Why does it matter? Because in the article, she says the following:

“I am sharing this story because I am Adam Lanza’s mother. I am Dylan Klebold’s and Eric Harris’s mother. I am James Holmes’s mother. I am Jared Loughner’s mother. I am Seung-Hui Cho’s mother.”

That’s right. She is comparing her child to mass murderers. In public. Under her own name. On the Internet. For the world to see.

Her 13-year-old son.

I’m not even going to speak to the issues that the article raises about the mental health system. I can’t even get that far because I’m so appalled that any mother, a day after 20 children are killed, would use her own name to write about her 13-year-old son and suggest that her son is like the person who killed them. There isn’t any moment when it’s appropriate to compromise a child’s privacy in that way. But when people are raw, and hurting, and scared, that’s a moment when it ought to be perfectly obvious that you don’t do it.

I’m even more appalled that so very few adults seem to care about the potential impact on her son. She is either getting kudos all around for being so brave, so honest, so real, or she is being called out for being retrograde in her attitudes about mental illness and violence. But very few have commented about the effect on her son. It’s as though they’ve written him off. He’s just a talking point. A springboard for discussion. An avatar of people’s worst fears.

But not a child struggling.

He will know about his mother’s post. So will everyone who knows his mother: his teachers, his schoolmates, his friends, his neighbors, his community members. So will millions of strangers. How exactly does this article enhance her son’s functioning? His mental state? His sense of safety? His ability to navigate the world?

It pains me to imagine how he must feel right now to have his private conversations and actions broadcast on the Internet for all to see. It pains me to imagine how he must feel to read some of the horrendous things that people are saying about him.

And yes, his feelings matter. His feelings matter quite a lot. Because he is a child who needs help, and for that help to matter, he has to feel safe, and he has to feel respected, and he has to feel that his private life has boundaries around it.

The words are out there now. They can’t be taken back. They will hang over him like a shadow.

I can understand the exhaustion and the helplessness that his mother feels; I can even understand harboring fear for the future in her own heart.
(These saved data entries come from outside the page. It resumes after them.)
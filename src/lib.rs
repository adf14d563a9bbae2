//! TURF: race lifecycle, participant eligibility and wager settlement.
//!
//! Library crate exposing all modules for use by integration tests
//! and the binary entry point.

pub mod clock;
pub mod config;
pub mod engine;
pub mod racing;
pub mod storage;
pub mod types;
pub mod wagering;
//! Race participant: one horse + jockey pairing entered in one race.

use rust_decimal::Decimal;
use serde::{Deserialize, Serialize};
use std::fmt;
use tracing::debug;

use crate::types::{new_id, Horse, Jockey, ParticipantState};

#[derive(Debug, Clone, PartialEq, Serialize, Deserialize)]
pub struct Participant {
    pub id: String,
    pub horse: Horse,
    pub jockey: Jockey,
    pub competitor_number: u32,
    /// Weight carried, in kg.
    pub assigned_weight: Decimal,
    state: ParticipantState,
}

impl Participant {
    /// New pairing in the `Registered` state.
    pub fn new(horse: Horse, jockey: Jockey, competitor_number: u32, assigned_weight: Decimal) -> Self {
        Self {
            id: new_id(),
            horse,
            jockey,
            competitor_number,
            assigned_weight,
            state: ParticipantState::Registered,
        }
    }

    pub fn state(&self) -> ParticipantState {
        self.state
    }

    /// Registered → Confirmed.
    pub fn confirm(&mut self) -> bool {
        self.advance(ParticipantState::Registered, ParticipantState::Confirmed)
    }

    /// Confirmed → Weighed.
    pub fn weigh_in(&mut self) -> bool {
        self.advance(ParticipantState::Confirmed, ParticipantState::Weighed)
    }

    /// Weighed → OnTrack.
    pub fn enter_track(&mut self) -> bool {
        self.advance(ParticipantState::Weighed, ParticipantState::OnTrack)
    }

    /// Any state that allows participation → Finished.
    pub fn finish(&mut self) -> bool {
        if !self.state.allows_participation() {
            return false;
        }
        self.set_state(ParticipantState::Finished);
        true
    }

    /// OnTrack or Finished → Disqualified (stewards' inquiry after the line).
    pub fn disqualify(&mut self) -> bool {
        if !matches!(self.state, ParticipantState::OnTrack | ParticipantState::Finished) {
            return false;
        }
        self.set_state(ParticipantState::Disqualified);
        true
    }

    /// Any non-terminal state → Withdrawn.
    pub fn withdraw(&mut self) -> bool {
        if self.state.is_terminal() {
            return false;
        }
        self.set_state(ParticipantState::Withdrawn);
        true
    }

    fn advance(&mut self, from: ParticipantState, to: ParticipantState) -> bool {
        if self.state != from {
            return false;
        }
        self.set_state(to);
        true
    }

    fn set_state(&mut self, to: ParticipantState) {
        debug!(
            participant = %self.id,
            number = self.competitor_number,
            from = %self.state,
            to = %to,
            "Participant state change"
        );
        self.state = to;
    }
}

impl fmt::Display for Participant {
    fn fmt(&self, f: &mut fmt::Formatter<'_>) -> fmt::Result {
        write!(
            f,
            "#{} {} / {} ({}kg) [{}]",
            self.competitor_number, self.horse.name, self.jockey.name, self.assigned_weight, self.state
        )
    }
}
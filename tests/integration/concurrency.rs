//! Many threads against one book: no overdraft, no lost updates.

use rust_decimal::Decimal;
use rust_decimal_macros::dec;
use std::sync::atomic::{AtomicUsize, Ordering};
use std::thread;

use turf::types::WagerState;
use turf::wagering::wager::Selection;

use crate::fixtures::*;

#[test]
fn test_shared_account_never_overdraws() {
    let book = book();
    let race_id = race(&book, 4);
    book.open_betting(&race_id).unwrap();
    let ana = book.open_account("Ana", dec!(100));
    let pick = runner(&book, &race_id, 1);
    let accepted = AtomicUsize::new(0);

    thread::scope(|s| {
        for _ in 0..10 {
            s.spawn(|| {
                let bet = book.place_bet(&ana, &race_id, Selection::Win(pick.clone()), dec!(20));
                if bet.unwrap().is_some() {
                    accepted.fetch_add(1, Ordering::SeqCst);
                }
            });
        }
    });

    assert_eq!(accepted.load(Ordering::SeqCst), 5);
    assert_eq!(balance(&book, &ana), Decimal::ZERO);
    assert_eq!(book.bettor(&ana).unwrap().wager_count, 5);
}

#[test]
fn test_independent_accounts_in_parallel() {
    let book = book();
    let race_id = race(&book, 4);
    book.open_betting(&race_id).unwrap();
    let bettors: Vec<String> = (0..8).map(|i| book.open_account(&format!("B{i}"), dec!(100))).collect();
    let pick = runner(&book, &race_id, 2);

    thread::scope(|s| {
        for bettor in &bettors {
            let (book, race_id, pick) = (&book, &race_id, &pick);
            s.spawn(move || {
                for _ in 0..4 {
                    let bet = book.place_bet(bettor, race_id, Selection::Win(pick.clone()), dec!(12.5));
                    assert!(bet.unwrap().is_some());
                }
            });
        }
    });

    for bettor in &bettors {
        assert_eq!(balance(&book, bettor), dec!(50));
    }

    off(&book, &race_id);
    let report = book.record_result(&race_id, result(&book, &race_id, &[2, 1, 3, 4])).unwrap();
    assert_eq!(report.bettors, 8);
    assert_eq!(report.totals.won, 32);
    for bettor in &bettors {
        assert_eq!(balance(&book, bettor), dec!(250));
    }
}

#[test]
fn test_bets_racing_the_close_are_all_or_nothing() {
    let book = book();
    let race_id = race(&book, 4);
    book.open_betting(&race_id).unwrap();
    let ana = book.open_account("Ana", dec!(1000));
    let pick = runner(&book, &race_id, 3);

    thread::scope(|s| {
        for _ in 0..4 {
            s.spawn(|| {
                for _ in 0..10 {
                    let _ = book.place_bet(&ana, &race_id, Selection::Win(pick.clone()), dec!(10));
                }
            });
        }
        s.spawn(|| {
            book.close_betting(&race_id).unwrap();
        });
    });

    let bettor = book.bettor(&ana).unwrap();
    let confirmed = bettor
        .history()
        .iter()
        .filter(|w| w.state() == WagerState::Confirmed)
        .count();
    assert_eq!(confirmed as u64, bettor.wager_count);
    assert_eq!(bettor.balance + bettor.total_staked, dec!(1000));
    assert!(book.place_bet(&ana, &race_id, Selection::Win(pick.clone()), dec!(10)).unwrap().is_none());
}
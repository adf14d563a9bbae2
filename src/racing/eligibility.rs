//! Eligibility checks for horses, jockeys and their pairing.
//!
//! Every check answers with a plain `bool`; callers decide how to word
//! a rejection. Thresholds come from [`RacingConfig`] and "today" from
//! the injected [`Clock`].

use chrono::NaiveDate;
use rust_decimal::Decimal;
use std::sync::Arc;
use tracing::debug;

use crate::clock::{age_in_years, today, Clock};
use crate::config::RacingConfig;
use crate::racing::participant::Participant;
use crate::types::{Horse, Jockey};

pub struct EligibilityChecker {
    rules: RacingConfig,
    clock: Arc<dyn Clock>,
}

impl EligibilityChecker {
    pub fn new(rules: RacingConfig, clock: Arc<dyn Clock>) -> Self {
        Self { rules, clock }
    }

    pub fn rules(&self) -> &RacingConfig {
        &self.rules
    }

    pub fn clock(&self) -> &dyn Clock {
        self.clock.as_ref()
    }

    /// Rested, old enough on `as_of`, and within the weight range.
    pub fn can_horse_compete(&self, horse: &Horse, as_of: NaiveDate) -> bool {
        let rested = horse
            .last_race
            .map_or(true, |last| (as_of - last).num_days() >= self.rules.horse_rest_days);
        let old_enough = age_in_years(horse.birth_date, as_of) >= self.rules.horse_min_age_years;
        let weight_ok = in_range(horse.weight, self.rules.horse_min_weight, self.rules.horse_max_weight);

        if !(rested && old_enough && weight_ok) {
            debug!(horse = %horse.name, rested, old_enough, weight_ok, "Horse not eligible");
        }
        rested && old_enough && weight_ok
    }

    /// Licensed today, adult, and within the riding weight range.
    pub fn can_jockey_compete(&self, jockey: &Jockey) -> bool {
        let today = today(self.clock());
        let licensed = jockey.license_expiry >= today;
        let old_enough = age_in_years(jockey.birth_date, today) >= self.rules.jockey_min_age_years;
        let weight_ok = in_range(jockey.weight, self.rules.jockey_min_weight, self.rules.jockey_max_weight);

        if !(licensed && old_enough && weight_ok) {
            debug!(jockey = %jockey.name, licensed, old_enough, weight_ok, "Jockey not eligible");
        }
        licensed && old_enough && weight_ok
    }

    pub fn weight_assignment_valid(&self, jockey: &Jockey, assigned: Decimal) -> bool {
        (jockey.weight - assigned).abs() <= self.rules.weight_tolerance
    }

    /// Full pairing check as of the clock's today.
    pub fn participant_eligible(&self, participant: &Participant) -> bool {
        self.participant_eligible_on(participant, today(self.clock()))
    }

    /// Full pairing check with the horse judged as of `race_date`.
    pub fn participant_eligible_on(&self, participant: &Participant, race_date: NaiveDate) -> bool {
        participant.state().allows_participation()
            && participant.competitor_number > 0
            && in_range(
                participant.assigned_weight,
                self.rules.assigned_min_weight,
                self.rules.assigned_max_weight,
            )
            && self.weight_assignment_valid(&participant.jockey, participant.assigned_weight)
            && self.can_horse_compete(&participant.horse, race_date)
            && self.can_jockey_compete(&participant.jockey)
    }
}

fn in_range(value: Decimal, min: Decimal, max: Decimal) -> bool {
    value >= min && value <= max
}

// ---------------------------------------------------------------------------
// Tests
// ---------------------------------------------------------------------------
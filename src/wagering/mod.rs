//! Wagering: bets, their pricing, and the bettor ledger.

pub mod ledger;
pub mod pricing;
pub mod wager;

pub use ledger::{BalanceSheet, Bettor, Ledger, LedgerSettlement};
pub use wager::{BetType, Selection, Wager};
Fear is fear; it can’t be argued with. But if you’re going to write about something so personal, so wrenching, so frightening, so painful that involves your minor child, common sense dictates that you use pseudonyms — not just for the child, but for yourself and for everyone else concerned. And for the love of God, you do not use a photo.

I’m speaking here as a mother. I am fierce about protecting my kid’s privacy. I don’t post anything that has my kid’s name in it without getting my kid’s approval, and if that approval doesn’t come, the post doesn’t go up.
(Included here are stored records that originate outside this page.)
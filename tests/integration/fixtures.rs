//! Deterministic race-day fixtures.
//!
//! A book pinned to a fixed date, a stable of eligible pairings and
//! helpers to run a race to its result. Everything is in memory.

#![allow(dead_code)]

use chrono::{NaiveDate, NaiveDateTime, TimeDelta};
use rust_decimal::Decimal;
use rust_decimal_macros::dec;
use std::sync::Arc;
use std::time::Duration;

use turf::clock::FixedClock;
use turf::config::AppConfig;
use turf::engine::Book;
use turf::racing::result::RaceResult;
use turf::types::{Horse, Jockey, RaceRecord, Sex};

pub fn d(y: i32, m: u32, day: u32) -> NaiveDate {
    NaiveDate::from_ymd_opt(y, m, day).unwrap()
}

pub fn race_day() -> NaiveDate {
    d(2026, 6, 1)
}

pub fn post_time() -> NaiveDateTime {
    race_day().and_hms_opt(17, 30, 0).unwrap()
}

pub fn book() -> Book {
    book_with(AppConfig::default())
}

pub fn book_with(config: AppConfig) -> Book {
    Book::new(&config, Arc::new(FixedClock::on(race_day())))
}

pub fn horse(name: &str) -> Horse {
    Horse::new(name, d(2021, 8, 15), Sex::Gelding, dec!(475))
}

pub fn jockey(name: &str) -> Jockey {
    Jockey::new(name, d(1994, 3, 3), dec!(54), "LIC", d(2030, 12, 31))
}

/// Give a horse and jockey the same past finishes, two weeks apart.
pub fn with_form(horse: &mut Horse, jockey: &mut Jockey, positions: &[u32]) {
    let runs = positions.len() as i64;
    for (i, &position) in positions.iter().enumerate() {
        let record = RaceRecord {
            race_id: format!("past-{i}"),
            race_name: "Handicap".into(),
            date: race_day() - TimeDelta::days(14 * (runs - i as i64)),
            position,
            time: Duration::from_secs(122),
            field_size: 9,
        };
        horse.record_race(record.clone());
        jockey.record_race(record);
    }
}

/// Form that prices a pairing at 4.0 (one win, two top-three in four).
pub const FOUR_TO_ONE_FORM: [u32; 4] = [1, 3, 5, 6];

/// Register and enter one pairing under the given number.
pub fn enter(book: &Book, race_id: &str, number: u32, form: &[u32]) -> bool {
    let mut h = horse(&format!("Horse {number}"));
    let mut j = jockey(&format!("Jockey {number}"));
    with_form(&mut h, &mut j, form);
    let horse_id = book.register_horse(h);
    let jockey_id = book.register_jockey(j);
    book.enter(race_id, &horse_id, &jockey_id, number, dec!(55)).unwrap()
}

/// A race with `runners` entries; #2 carries four-to-one form, the rest
/// are debutants at 10.0.
pub fn race(book: &Book, runners: u32) -> String {
    let race_id = book.schedule_race("Gran Premio Nacional", post_time(), 2500);
    for number in 1..=runners {
        let form: &[u32] = if number == 2 { &FOUR_TO_ONE_FORM } else { &[] };
        assert!(enter(book, &race_id, number, form));
    }
    race_id
}

pub fn runner(book: &Book, race_id: &str, number: u32) -> String {
    book.race(race_id)
        .unwrap()
        .participant_by_number(number)
        .unwrap()
        .id
        .clone()
}

/// Official result placing the given competitor numbers in order.
pub fn result(book: &Book, race_id: &str, order: &[u32]) -> RaceResult {
    let mut result = RaceResult::new(race_id, post_time());
    for (i, &number) in order.iter().enumerate() {
        let time = Duration::from_millis(150_200 + i as u64 * 310);
        assert!(result.register_position(i as u32 + 1, &runner(book, race_id, number), time));
    }
    result
}

/// Close betting and send the field off.
pub fn off(book: &Book, race_id: &str) {
    assert!(book.close_betting(race_id).unwrap());
    assert!(book.start_race(race_id).unwrap());
}

pub fn balance(book: &Book, bettor_id: &str) -> Decimal {
    book.bettor(bettor_id).unwrap().balance
}
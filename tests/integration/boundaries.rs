//! Rule boundaries: stakes, roster size, competitor numbers, eligibility.

use rust_decimal_macros::dec;

use turf::config::AppConfig;
use turf::types::{Horse, Jockey, RaceState, Sex};
use turf::wagering::wager::Selection;

use crate::fixtures::*;

fn open_race(runners: u32) -> (turf::engine::Book, String) {
    let book = book();
    let race_id = race(&book, runners);
    assert!(book.open_betting(&race_id).unwrap());
    (book, race_id)
}

#[test]
fn test_minimum_stake_boundary() {
    let (book, race_id) = open_race(4);
    let ana = book.open_account("Ana", dec!(100));
    let pick = || Selection::Win(runner(&book, &race_id, 1));

    assert!(book.place_bet(&ana, &race_id, pick(), dec!(10.00)).unwrap().is_some());
    assert!(book.place_bet(&ana, &race_id, pick(), dec!(9.99)).unwrap().is_none());
    assert_eq!(balance(&book, &ana), dec!(90));
}

#[test]
fn test_stake_limit_boundary() {
    let (book, race_id) = open_race(4);
    let ana = book.open_account("Ana", dec!(500));
    assert!(book.set_stake_limit(&ana, dec!(100)).unwrap());
    let pick = || Selection::Win(runner(&book, &race_id, 1));

    assert!(book.place_bet(&ana, &race_id, pick(), dec!(100)).unwrap().is_some());
    assert!(book.place_bet(&ana, &race_id, pick(), dec!(100.01)).unwrap().is_none());
    assert_eq!(balance(&book, &ana), dec!(400));
}

#[test]
fn test_balance_cannot_go_negative() {
    let (book, race_id) = open_race(4);
    let ana = book.open_account("Ana", dec!(30));
    let pick = || Selection::Win(runner(&book, &race_id, 3));

    assert!(book.place_bet(&ana, &race_id, pick(), dec!(20)).unwrap().is_some());
    assert!(book.place_bet(&ana, &race_id, pick(), dec!(20)).unwrap().is_none());
    assert!(book.place_bet(&ana, &race_id, pick(), dec!(10)).unwrap().is_some());
    assert_eq!(balance(&book, &ana), dec!(0));
}

#[test]
fn test_configured_minimum_stake() {
    let config = AppConfig::from_toml("[wagering]\nmin_stake = 5\n").unwrap();
    let book = book_with(config);
    let race_id = race(&book, 4);
    book.open_betting(&race_id).unwrap();
    let ana = book.open_account("Ana", dec!(20));

    let bet = book.place_bet(&ana, &race_id, Selection::Win(runner(&book, &race_id, 1)), dec!(5));
    assert!(bet.unwrap().is_some());
}

#[test]
fn test_competitor_numbers_are_unique() {
    let book = book();
    let race_id = race(&book, 3);
    assert!(!enter(&book, &race_id, 2, &[]));
    assert!(enter(&book, &race_id, 4, &[]));

    let race = book.race(&race_id).unwrap();
    let mut numbers: Vec<u32> = race.participants().iter().map(|p| p.competitor_number).collect();
    numbers.dedup();
    assert_eq!(numbers, vec![1, 2, 3, 4]);
}

#[test]
fn test_roster_minimum_gates_betting() {
    let book = book();
    let race_id = race(&book, 3);
    assert_eq!(book.race(&race_id).unwrap().state(), RaceState::Scheduled);
    assert!(!book.open_betting(&race_id).unwrap());

    assert!(enter(&book, &race_id, 4, &[]));
    assert_eq!(book.race(&race_id).unwrap().state(), RaceState::EntriesOpen);
    assert!(book.open_betting(&race_id).unwrap());
}

#[test]
fn test_roster_maximum() {
    let config = AppConfig::from_toml("[racing]\nmin_participants = 2\nmax_participants = 4\n").unwrap();
    let book = book_with(config);
    let race_id = race(&book, 4);
    assert!(!enter(&book, &race_id, 5, &[]));
    assert_eq!(book.race(&race_id).unwrap().participants().len(), 4);
}

#[test]
fn test_close_betting_is_idempotent() {
    let (book, race_id) = open_race(4);
    assert!(book.close_betting(&race_id).unwrap());
    assert!(!book.close_betting(&race_id).unwrap());
    assert_eq!(book.race(&race_id).unwrap().state(), RaceState::BettingClosed);
}

#[test]
fn test_ineligible_pairings_refused() {
    let book = book();
    let race_id = book.schedule_race("Clásico", post_time(), 1600);
    let good_jockey = book.register_jockey(jockey("Ok"));
    let good_horse = book.register_horse(horse("Ok"));

    let yearling = book.register_horse(Horse::new("Potrillo", d(2025, 9, 1), Sex::Colt, dec!(350)));
    assert!(!book.enter(&race_id, &yearling, &good_jockey, 1, dec!(55)).unwrap());

    let expired = book.register_jockey(Jockey::new("Vencido", d(1990, 1, 1), dec!(54), "OLD", d(2026, 5, 31)));
    assert!(!book.enter(&race_id, &good_horse, &expired, 2, dec!(55)).unwrap());

    // Assigned weight more than 2kg from the jockey's own.
    assert!(!book.enter(&race_id, &good_horse, &good_jockey, 3, dec!(56.5)).unwrap());
    assert!(book.enter(&race_id, &good_horse, &good_jockey, 3, dec!(56)).unwrap());
}

#[test]
fn test_horse_must_rest_between_races() {
    let book = book();
    let race_id = book.schedule_race("Clásico", post_time(), 1600);
    let mut tired = horse("Cansado");
    let mut j = jockey("J");
    with_form(&mut tired, &mut j, &[1]);
    tired.last_race = Some(race_day() - chrono::TimeDelta::days(6));

    let horse_id = book.register_horse(tired);
    let jockey_id = book.register_jockey(j);
    assert!(!book.enter(&race_id, &horse_id, &jockey_id, 1, dec!(55)).unwrap());
}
I’ve been bothered for a long time about the extent to which people talk about their children without protecting their anonymity. I write under my own name, because I’m an adult and I make a conscious decision to share information about my life. I don’t share everything; I share what I’m comfortable sharing. But I would not make that decision for my kid. Not now. And not ever.
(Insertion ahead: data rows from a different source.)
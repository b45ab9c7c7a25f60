// Copyright (C) Microsoft Corporation. All rights reserved.

use super::*;

/// Everything learned about a provider at first use.
///
/// Holds the provider handles the PRF engine needs next to the public report,
/// so the report and the handles can never disagree.
pub(crate) struct ProbeState<P: Provider + ?Sized> {
    pub(crate) caps: Capabilities,
    pub(crate) hashes: HashRegistry<P::Digest>,
    pub(crate) prf: Option<P::Kdf>,
}

impl<P: Provider + ?Sized> ProbeState<P> {
    /// Applies the configured FIPS mode, then probes every feature.
    ///
    /// Lookup misses leave entries on the provider error queue; the queue is
    /// cleared before returning so probing never leaks into the first real call.
    pub(crate) fn new(provider: &P, config: &BridgeConfig) -> Self {
        let fips = apply_fips(provider, config.fips());

        let hashes = HashRegistry::resolve(provider);
        let prf = provider.kdf_fetch(TLS1_PRF_NAME);
        let has_rand = provider.has_rand();

        ErrorTranslator::clear(provider);

        let tls1_prf = if prf.is_some() {
            Support::available()
        } else {
            Support::missing(format!("provider has no {TLS1_PRF_NAME} key derivation"))
        };
        let rand = if has_rand {
            Support::available()
        } else {
            Support::missing("provider has no secure random source")
        };
        let hash_support = std::array::from_fn(|index| {
            let id = HashId::ALL[index];
            if hashes.supports(id) {
                Support::available()
            } else if id == HashId::Md5Sha1 {
                Support::missing("requires both MD5 and SHA1")
            } else {
                Support::missing(format!("provider cannot fetch {}", id.canonical_name()))
            }
        });

        let caps = Capabilities {
            tls1_prf,
            rand,
            hashes: hash_support,
            md5_sha1: hashes.md5_sha1_strategy(),
            version: provider.version_text(),
            fips,
        };

        tracing::debug!(
            version = %caps.version,
            tls1_prf = caps.tls1_prf.is_supported(),
            rand = caps.rand.is_supported(),
            fips = caps.fips.enabled,
            "probed provider"
        );
        tracing::debug!(strategy = ?caps.md5_sha1, hashes = ?hashes, "resolved hash registry");

        Self { caps, hashes, prf }
    }
}

fn apply_fips<P: Provider + ?Sized>(provider: &P, requested: Option<bool>) -> FipsStatus {
    let error = match requested {
        Some(enabled) => match provider.set_fips(enabled) {
            Ok(()) => None,
            Err(status) => {
                let err = ErrorTranslator::provider_failure(provider);
                tracing::warn!(
                    requested = enabled,
                    status = status.0,
                    error = %err,
                    "could not apply FIPS mode"
                );
                Some(err)
            }
        },
        None => None,
    };

    FipsStatus {
        requested,
        enabled: provider.fips_enabled(),
        error,
    }
}
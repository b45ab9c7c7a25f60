// Copyright (C) Microsoft Corporation. All rights reserved.

//! Hash identifiers and their provider-side names.
//!
//! [`HashId`] is the closed set of digests the TLS PRF can run over. The
//! [`HashRegistry`] resolves each identifier to a provider digest handle once
//! and answers support queries from that table afterwards.
//!
//! # Naming
//!
//! OpenSSL 3 prefers the `SHA2-*` spellings while 1.1.x only knows the legacy
//! `SHA*` aliases, so every SHA-2 member carries both. `MD5SHA1` is the TLS
//! 1.0/1.1 pseudo-hash; its composite provider name is `MD5-SHA1`.

use std::fmt;

use super::*;

mod registry;

pub use registry::*;


/// Standard hash algorithms accepted by the TLS PRF.
#[derive(Debug, Clone, Copy, PartialEq, Eq, Hash, PartialOrd, Ord)]
pub enum HashId {
    /// MD5.
    Md5,
    /// SHA-1.
    Sha1,
    /// MD5 ⊕ SHA-1 pseudo-hash of the TLS 1.0/1.1 PRF.
    Md5Sha1,
    /// SHA-224.
    Sha224,
    /// SHA-256.
    Sha256,
    /// SHA-384.
    Sha384,
    /// SHA-512.
    Sha512,
    /// SHA3-256.
    Sha3_256,
    /// SHA3-384.
    Sha3_384,
    /// SHA3-512.
    Sha3_512,
}

impl HashId {
    /// Number of identifiers.
    pub const COUNT: usize = 10;

    /// Every identifier, in declaration order.
    pub const ALL: [HashId; HashId::COUNT] = [
        HashId::Md5,
        HashId::Sha1,
        HashId::Md5Sha1,
        HashId::Sha224,
        HashId::Sha256,
        HashId::Sha384,
        HashId::Sha512,
        HashId::Sha3_256,
        HashId::Sha3_384,
        HashId::Sha3_512,
    ];

    /// Display name, as used in `HASH:<name>` capability keys.
    pub const fn name(self) -> &'static str {
        match self {
            HashId::Md5 => "MD5",
            HashId::Sha1 => "SHA1",
            HashId::Md5Sha1 => "MD5SHA1",
            HashId::Sha224 => "SHA224",
            HashId::Sha256 => "SHA256",
            HashId::Sha384 => "SHA384",
            HashId::Sha512 => "SHA512",
            HashId::Sha3_256 => "SHA3-256",
            HashId::Sha3_384 => "SHA3-384",
            HashId::Sha3_512 => "SHA3-512",
        }
    }

    /// Name the provider fetches the digest by.
    pub const fn canonical_name(self) -> &'static str {
        match self {
            HashId::Md5 => "MD5",
            HashId::Sha1 => "SHA1",
            HashId::Md5Sha1 => "MD5-SHA1",
            HashId::Sha224 => "SHA2-224",
            HashId::Sha256 => "SHA2-256",
            HashId::Sha384 => "SHA2-384",
            HashId::Sha512 => "SHA2-512",
            HashId::Sha3_256 => "SHA3-256",
            HashId::Sha3_384 => "SHA3-384",
            HashId::Sha3_512 => "SHA3-512",
        }
    }

    /// Pre-3.0 alias, for members whose canonical name older providers reject.
    pub const fn legacy_alias(self) -> Option<&'static str> {
        match self {
            HashId::Sha224 => Some("SHA224"),
            HashId::Sha256 => Some("SHA256"),
            HashId::Sha384 => Some("SHA384"),
            HashId::Sha512 => Some("SHA512"),
            _ => None,
        }
    }

    /// Digest length in bytes.
    pub const fn size(self) -> usize {
        match self {
            HashId::Md5 => 16,
            HashId::Sha1 => 20,
            HashId::Md5Sha1 => 36,
            HashId::Sha224 => 28,
            HashId::Sha256 | HashId::Sha3_256 => 32,
            HashId::Sha384 | HashId::Sha3_384 => 48,
            HashId::Sha512 | HashId::Sha3_512 => 64,
        }
    }

    pub(crate) const fn index(self) -> usize {
        self as usize
    }
}

impl fmt::Display for HashId {
    fn fmt(&self, f: &mut fmt::Formatter<'_>) -> fmt::Result {
        f.write_str(self.name())
    }
}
So many people seem to have lost all sense of privacy and common sense. I don’t know why that is. But I do know that a conversation about mental health, or a blog piece about the pain and suffering in one’s life, should never come at the expense of a child’s privacy. I don’t care who the child is and I don’t care what the child has done.

We’re adults. That’s our responsibility. We should know better.


The Huffington Post. “‘I Am Adam Lanza’s Mother’: A Mom’s Perspective On The Mental Illness Conversation In America.” December 16, 2012. Accessed December 16, 2012.